▸ DATASET EXTRACT:
▬▬▬▬▬▬
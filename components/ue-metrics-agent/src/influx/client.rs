//! Minimal InfluxDB v2 HTTP client.
//!
//! Covers the three calls the agent needs: bucket lookup at startup, single
//! point writes, and Flux queries returning CSV. Requests are plain HTTP/1
//! over a pooled `hyper-util` client; there is no retry and no timeout on
//! individual calls.

// Local crates
use crate::{helpers::load_config::InfluxConfig, influx::point::Point};

// External crates
use bytes::Bytes;
use http_body_util::{BodyExt, Full};
use hyper::{
    Method, Request, StatusCode, Uri,
    header::{ACCEPT, AUTHORIZATION, CONTENT_TYPE},
};
use hyper_util::{
    client::legacy::{Client, connect::HttpConnector},
    rt::TokioExecutor,
};
use serde::Deserialize;
use std::fmt;
use tracing::instrument;
use url::Url;

/// Errors talking to the metrics store.
#[derive(Debug, thiserror::Error)]
pub enum InfluxError {
    #[error("invalid InfluxDB url: {0}")]
    InvalidUrl(String),
    #[error("failed to build request: {0}")]
    Request(#[from] hyper::http::Error),
    #[error("request to InfluxDB failed: {0}")]
    Transport(#[from] hyper_util::client::legacy::Error),
    #[error("failed to read InfluxDB response: {0}")]
    Body(#[from] hyper::Error),
    #[error("InfluxDB responded with {status}: {body}")]
    Status { status: StatusCode, body: String },
    #[error("unexpected InfluxDB response: {0}")]
    Decode(#[from] serde_json::Error),
    #[error("malformed CSV in InfluxDB response: {0}")]
    Csv(#[from] csv::Error),
    #[error("bucket '{0}' not found")]
    BucketNotFound(String),
}

#[derive(Debug, Deserialize)]
struct BucketList {
    #[serde(default)]
    buckets: Vec<Bucket>,
}

#[derive(Debug, Deserialize)]
struct Bucket {
    name: String,
}

/// Long-lived handle to one InfluxDB organization and bucket.
#[derive(Clone)]
pub struct InfluxClient {
    http: Client<HttpConnector, Full<Bytes>>,
    base: Url,
    token: String,
    org: String,
    bucket: String,
}

impl fmt::Debug for InfluxClient {
    fn fmt(&self, f: &mut fmt::Formatter<'_>) -> fmt::Result {
        f.debug_struct("InfluxClient")
            .field("base", &self.base.as_str())
            .field("org", &self.org)
            .field("bucket", &self.bucket)
            .finish_non_exhaustive()
    }
}

impl InfluxClient {
    /// Build a client from an already validated [`InfluxConfig`].
    pub fn new(config: &InfluxConfig) -> Result<Self, InfluxError> {
        let base = Url::parse(&config.url).map_err(|e| InfluxError::InvalidUrl(e.to_string()))?;
        if base.cannot_be_a_base() {
            return Err(InfluxError::InvalidUrl(config.url.clone()));
        }

        let http = Client::builder(TokioExecutor::new()).build_http();

        Ok(Self {
            http,
            base,
            token: config.token.clone(),
            org: config.org.clone(),
            bucket: config.bucket.clone(),
        })
    }

    pub fn bucket(&self) -> &str {
        &self.bucket
    }

    pub fn url(&self) -> &str {
        self.base.as_str()
    }

    fn endpoint(&self, path: &str, params: &[(&str, &str)]) -> Result<Uri, InfluxError> {
        let mut url = self.base.clone();
        url.path_segments_mut()
            .map_err(|_| InfluxError::InvalidUrl(self.base.to_string()))?
            .pop_if_empty()
            .extend(path.split('/'));
        url.query_pairs_mut().clear().extend_pairs(params);

        url.as_str()
            .parse::<Uri>()
            .map_err(|e| InfluxError::InvalidUrl(e.to_string()))
    }

    async fn send(
        &self,
        method: Method,
        uri: Uri,
        content_type: Option<&str>,
        accept: &str,
        body: Bytes,
    ) -> Result<Bytes, InfluxError> {
        let mut builder = Request::builder()
            .method(method)
            .uri(uri)
            .header(AUTHORIZATION, format!("Token {}", self.token))
            .header(ACCEPT, accept);
        if let Some(content_type) = content_type {
            builder = builder.header(CONTENT_TYPE, content_type);
        }
        let request = builder.body(Full::new(body))?;

        let response = self.http.request(request).await?;
        let status = response.status();
        let body = response.into_body().collect().await?.to_bytes();

        if !status.is_success() {
            return Err(InfluxError::Status {
                status,
                body: String::from_utf8_lossy(&body).trim().to_string(),
            });
        }
        Ok(body)
    }

    /// Confirms the configured bucket exists and the token can see it.
    #[instrument(
        name = "ue_metrics_influx::verify_bucket",
        target = "influx::client",
        skip_all,
        fields(bucket = %self.bucket),
        level = "debug"
    )]
    pub async fn verify_bucket(&self) -> Result<(), InfluxError> {
        let uri = self.endpoint(
            "api/v2/buckets",
            &[("name", self.bucket.as_str()), ("org", self.org.as_str())],
        )?;
        let body = self
            .send(Method::GET, uri, None, "application/json", Bytes::new())
            .await?;

        let list: BucketList = serde_json::from_slice(&body)?;
        if list.buckets.iter().any(|b| b.name == self.bucket) {
            tracing::debug!("Bucket found");
            Ok(())
        } else {
            Err(InfluxError::BucketNotFound(self.bucket.clone()))
        }
    }

    /// Write one point; the server assigns the timestamp.
    pub async fn write_point(&self, point: &Point) -> Result<(), InfluxError> {
        let uri = self.endpoint(
            "api/v2/write",
            &[("org", self.org.as_str()), ("bucket", self.bucket.as_str())],
        )?;
        self.send(
            Method::POST,
            uri,
            Some("text/plain; charset=utf-8"),
            "application/json",
            Bytes::from(point.to_line_protocol()),
        )
        .await?;
        Ok(())
    }

    /// Run a Flux query and return the raw CSV response.
    #[instrument(
        name = "ue_metrics_influx::query",
        target = "influx::client",
        skip_all,
        level = "debug"
    )]
    pub async fn query_csv(&self, flux: &str) -> Result<String, InfluxError> {
        let uri = self.endpoint("api/v2/query", &[("org", self.org.as_str())])?;
        let body = self
            .send(
                Method::POST,
                uri,
                Some("application/vnd.flux"),
                "application/csv",
                Bytes::from(flux.to_string()),
            )
            .await?;

        Ok(String::from_utf8_lossy(&body).into_owned())
    }
}
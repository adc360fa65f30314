//! Agent self metrics exposed in prometheus format.

pub mod http;
pub mod metrics;
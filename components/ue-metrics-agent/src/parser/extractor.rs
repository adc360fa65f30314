//! Pattern extraction for single lines of the OAI `nrMAC_stats.log`.
//!
//! Each metric family has a cheap substring pre-check and one regular
//! expression. The functions are pure: they never log, never panic and never
//! return errors. A line either yields a value, is not relevant to the family
//! ([`Extraction::Absent`]), or looks relevant but could not be decoded
//! ([`Extraction::Malformed`]).

// External crates
use lazy_static::lazy_static;
use regex::{Captures, Regex};
use std::str::FromStr;

/// Substring that marks a CQI report line.
pub const CQI_MARKER: &str = "CQI";
/// Substring that marks a downlink scheduling summary line.
pub const DLSCH_MARKER: &str = "dlsch_rounds";
/// Substring that marks an uplink scheduling summary line.
pub const ULSCH_MARKER: &str = "ulsch_rounds";
/// Substring that marks the combined TX/RX byte counter line.
pub const MAC_BYTES_MARKER: &str = "MAC:";
const RSRP_MARKER: &str = "average RSRP";

lazy_static! {
    static ref UE_ID_RE: Regex = Regex::new(r"UE RNTI (\w+)").unwrap();
    static ref RSRP_RE: Regex =
        Regex::new(r"average RSRP (-?\d+)").unwrap();
    static ref CQI_RE: Regex = Regex::new(r"UE \w+: CQI (\d+)").unwrap();
    static ref DLSCH_RE: Regex =
        Regex::new(r"dlsch_rounds \d+/\d+/\d+/\d+.*BLER ([\d.]+) MCS.*?(\d+)")
            .unwrap();
    // The four round counters are captured but not consumed.
    static ref ULSCH_RE: Regex =
        Regex::new(r"ulsch_rounds (\d+)/(\d+)/(\d+)/(\d+).*BLER ([\d.]+) MCS.*?(\d+)")
            .unwrap();
    static ref MAC_BYTES_RE: Regex =
        Regex::new(r"UE \w+: MAC:\s+TX\s+(\d+)\s+RX\s+(\d+)\s+bytes")
            .unwrap();
}

/// Outcome of running one extractor against one line.
#[derive(Debug, Clone, Copy, PartialEq)]
pub enum Extraction<T> {
    /// The line carried the metric and it decoded cleanly.
    Value(T),
    /// The line is not about this metric family.
    Absent,
    /// The family marker was present but the value could not be read.
    Malformed,
}

impl<T> Extraction<T> {
    /// Converts into an `Option`, folding `Absent` and `Malformed` into `None`.
    pub fn value(self) -> Option<T> {
        match self {
            Extraction::Value(v) => Some(v),
            Extraction::Absent | Extraction::Malformed => None,
        }
    }

    /// `true` when the marker matched but the value could not be decoded.
    pub fn is_malformed(&self) -> bool {
        matches!(self, Extraction::Malformed)
    }
}

/// BLER and MCS reported on a `dlsch_rounds` / `ulsch_rounds` line.
#[derive(Debug, Clone, Copy, PartialEq)]
pub struct ScheduleOutcome {
    /// Block error rate, `0.0..=1.0`.
    pub bler: f64,
    /// Modulation and coding scheme index.
    pub mcs: i64,
}

/// Byte counters from a `MAC: TX <n> RX <n> bytes` line.
#[derive(Debug, Clone, Copy, PartialEq, Eq)]
pub struct ByteCounters {
    /// Downlink bytes.
    pub tx: i64,
    /// Uplink bytes.
    pub rx: i64,
}

fn capture<T: FromStr>(caps: &Captures<'_>, group: usize) -> Option<T> {
    caps.get(group)?.as_str().parse().ok()
}

/// Runs `re` against `line` once `marker` has been seen, decoding with `decode`.
fn gated<T>(
    line: &str,
    marker: &str,
    re: &Regex,
    decode: impl FnOnce(&Captures<'_>) -> Option<T>,
) -> Extraction<T> {
    if !line.contains(marker) {
        return Extraction::Absent;
    }
    match re.captures(line).as_ref().and_then(decode) {
        Some(v) => Extraction::Value(v),
        None => Extraction::Malformed,
    }
}

/// Captures the UE identifier from a `UE RNTI <id>` line.
pub fn extract_ue_id(line: &str) -> Extraction<&str> {
    match UE_ID_RE.captures(line).and_then(|caps| caps.get(1)) {
        Some(m) => Extraction::Value(m.as_str()),
        None => Extraction::Absent,
    }
}

/// Captures the downlink RSRP.
///
/// Only consulted on identifier lines: the MAC statistics print RSRP on the
/// same physical line as `UE RNTI`. An RSRP printed on any other line is not
/// attributed to a UE.
pub fn extract_rsrp(line: &str) -> Extraction<i64> {
    gated(line, RSRP_MARKER, &RSRP_RE, |caps| capture(caps, 1))
}

/// Captures the wideband CQI from a `UE <id>: CQI <n>` line.
pub fn extract_cqi(line: &str) -> Extraction<i64> {
    gated(line, CQI_MARKER, &CQI_RE, |caps| capture(caps, 1))
}

/// Captures downlink BLER and MCS from a `dlsch_rounds` line.
pub fn extract_dlsch(line: &str) -> Extraction<ScheduleOutcome> {
    gated(line, DLSCH_MARKER, &DLSCH_RE, |caps| {
        Some(ScheduleOutcome {
            bler: capture(caps, 1)?,
            mcs: capture(caps, 2)?,
        })
    })
}

/// Captures uplink BLER and MCS from a `ulsch_rounds` line.
pub fn extract_ulsch(line: &str) -> Extraction<ScheduleOutcome> {
    gated(line, ULSCH_MARKER, &ULSCH_RE, |caps| {
        Some(ScheduleOutcome {
            bler: capture(caps, 5)?,
            mcs: capture(caps, 6)?,
        })
    })
}

/// Captures the TX/RX byte counters from a `MAC:` line.
pub fn extract_mac_bytes(line: &str) -> Extraction<ByteCounters> {
    gated(line, MAC_BYTES_MARKER, &MAC_BYTES_RE, |caps| {
        Some(ByteCounters {
            tx: capture(caps, 1)?,
            rx: capture(caps, 2)?,
        })
    })
}
//! Per-UE radio metrics exporter for OAI base stations.
//!
//! Follows `nrMAC_stats.log`, rescans it on every modification and ships one
//! downlink and one uplink `ue_metrics` point per fully reported UE to
//! InfluxDB.

/// Command line entry point used by the `ue-metrics` binary.
pub mod cli;
/// Log line extraction and per-UE accumulation.
pub mod parser;

mod helpers;
mod influx;
mod instrumentation;
mod metrics;
mod runtime;
mod sink;
mod watcher;
// Local crates
use crate::{
    helpers::{
        load_config::{Config, LoggingConfig},
        shutdown::Shutdown,
    },
    influx::{
        client::InfluxClient,
        query::{query_recent_metrics, write_rows},
    },
    instrumentation,
    parser::accumulator::scan_file,
    runtime::runtime::{RunOptions, run_monitor},
};

// External crates
use anyhow::{Context, Result};
use clap::{Parser, Subcommand};
use std::io::Write;
use std::path::PathBuf;

const DEFAULT_CONFIG: &str = "ue_metrics.toml";

#[derive(Parser)]
#[command(
    name = "ue-metrics",
    long_about = "Follows the OAI gNB MAC statistics log, extracts per-UE radio metrics and ships them to InfluxDB.",
    about = "Per-UE radio metrics exporter for OAI base stations",
    version,
    term_width = 100,
    after_help = "\
    EXAMPLES:
        ue-metrics run --config /etc/ue_metrics.toml
        ue-metrics run --log-file ./nrMAC_stats.log --dry-run
        ue-metrics query --config ./ue_metrics.toml
        ue-metrics parse ./nrMAC_stats.log"
)]
struct Cli {
    #[command(subcommand)]
    command: Commands,
}

#[derive(Subcommand)]
enum Commands {
    /// Monitor the MAC statistics log and push UE metrics
    Run {
        #[arg(short, long, default_value = DEFAULT_CONFIG)]
        config: PathBuf,
        /// Log file to follow, overrides `monitor.log_file`
        #[arg(short, long)]
        log_file: Option<PathBuf>,
        /// Print points to stdout instead of writing them
        #[arg(long)]
        dry_run: bool,
    },

    /// Print UE metrics written during the last 3 seconds
    Query {
        #[arg(short, long, default_value = DEFAULT_CONFIG)]
        config: PathBuf,
    },

    /// Scan a log file once and print the extracted metrics as JSON
    Parse { file: PathBuf },

    /// Validate the configuration file before running
    Validate {
        #[arg(short, long, default_value = DEFAULT_CONFIG)]
        config: PathBuf,
    },

    /// Display version information
    Version,
}

/// Entry function for CLI
pub async fn run() -> Result<()> {
    let cli = Cli::parse();

    match cli.command {
        Commands::Run {
            config,
            log_file,
            dry_run,
        } => {
            let cfg = Config::load(&config)?;
            let _guard = instrumentation::tracing::init_tracing(&cfg.logging)?;
            instrumentation::tracing::init_panic_handler();

            let shutdown = Shutdown::new();
            shutdown.listen_for_signals();
            run_monitor(cfg, RunOptions { log_file, dry_run }, shutdown).await?
        }
        Commands::Query { config } => {
            let cfg = Config::load(&config)?;
            let _guard = instrumentation::tracing::init_tracing(&cfg.logging)?;
            show_recent_metrics(cfg).await?
        }
        Commands::Parse { file } => {
            let _guard = instrumentation::tracing::init_tracing(&LoggingConfig::default())?;
            parse_once(file).await?
        }
        Commands::Validate { config } => validate_config(config)?,
        Commands::Version => show_version(),
    }

    Ok(())
}

//
// ------------------------ Command Implementations ------------------------------
//

async fn show_recent_metrics(cfg: Config) -> Result<()> {
    cfg.validate_influx()?;
    let client = InfluxClient::new(&cfg.influxdb)?;

    let rows = match query_recent_metrics(&client).await {
        Ok(rows) => rows,
        Err(e) => {
            eprintln!("Error querying InfluxDB: {e}");
            return Err(e).context("Query failed");
        }
    };

    let mut out = std::io::stdout().lock();
    write_rows(&mut out, &rows)?;
    out.flush()?;
    Ok(())
}

async fn parse_once(file: PathBuf) -> Result<()> {
    let snapshot = scan_file(&file).await?;
    let json = serde_json::to_string_pretty(&snapshot.metrics)?;
    println!("{json}");
    eprintln!(
        "{} lines, {} UEs, {} malformed metric lines",
        snapshot.report.lines,
        snapshot.metrics.len(),
        snapshot.report.malformed_lines
    );
    Ok(())
}

/// Validate configuration file
fn validate_config(config: PathBuf) -> Result<()> {
    println!("Validating configuration file: {:?}", config);
    let cfg = Config::load(&config)?;
    cfg.validate()
        .with_context(|| format!("Invalid configuration in {:?}", config))?;
    println!("Configuration valid:\n{:#?}", cfg);
    Ok(())
}

/// Show version information
fn show_version() {
    println!("UE metrics agent {}", env!("CARGO_PKG_VERSION"));
}
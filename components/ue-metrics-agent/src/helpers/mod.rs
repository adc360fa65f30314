pub mod load_config;
pub mod shutdown;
▬▬▬▬▬▬
▸ WORK TO COMPLETE:
Both the line containing "pub async fn verify_bucket(&self)" and the line containing "pub async fn query_csv(&self, flux: &str)" belong in the answer. Print them and every line above that falls between them exactly, and no others.

▸ TASK RESPONSE:
    pub async fn verify_bucket(&self) -> Result<(), InfluxError> {
        let uri = self.endpoint(
            "api/v2/buckets",
            &[("name", self.bucket.as_str()), ("org", self.org.as_str())],
        )?;
        let body = self
            .send(Method::GET, uri, None, "application/json", Bytes::new())
            .await?;

        let list: BucketList = serde_json::from_slice(&body)?;
        if list.buckets.iter().any(|b| b.name == self.bucket) {
            tracing::debug!("Bucket found");
            Ok(())
        } else {
            Err(InfluxError::BucketNotFound(self.bucket.clone()))
        }
    }

    /// Write one point; the server assigns the timestamp.
    pub async fn write_point(&self, point: &Point) -> Result<(), InfluxError> {
        let uri = self.endpoint(
            "api/v2/write",
            &[("org", self.org.as_str()), ("bucket", self.bucket.as_str())],
        )?;
        self.send(
            Method::POST,
            uri,
            Some("text/plain; charset=utf-8"),
            "application/json",
            Bytes::from(point.to_line_protocol()),
        )
        .await?;
        Ok(())
    }

    /// Run a Flux query and return the raw CSV response.
    #[instrument(
        name = "ue_metrics_influx::query",
        target = "influx::client",
        skip_all,
        level = "debug"
    )]
    pub async fn query_csv(&self, flux: &str) -> Result<String, InfluxError> {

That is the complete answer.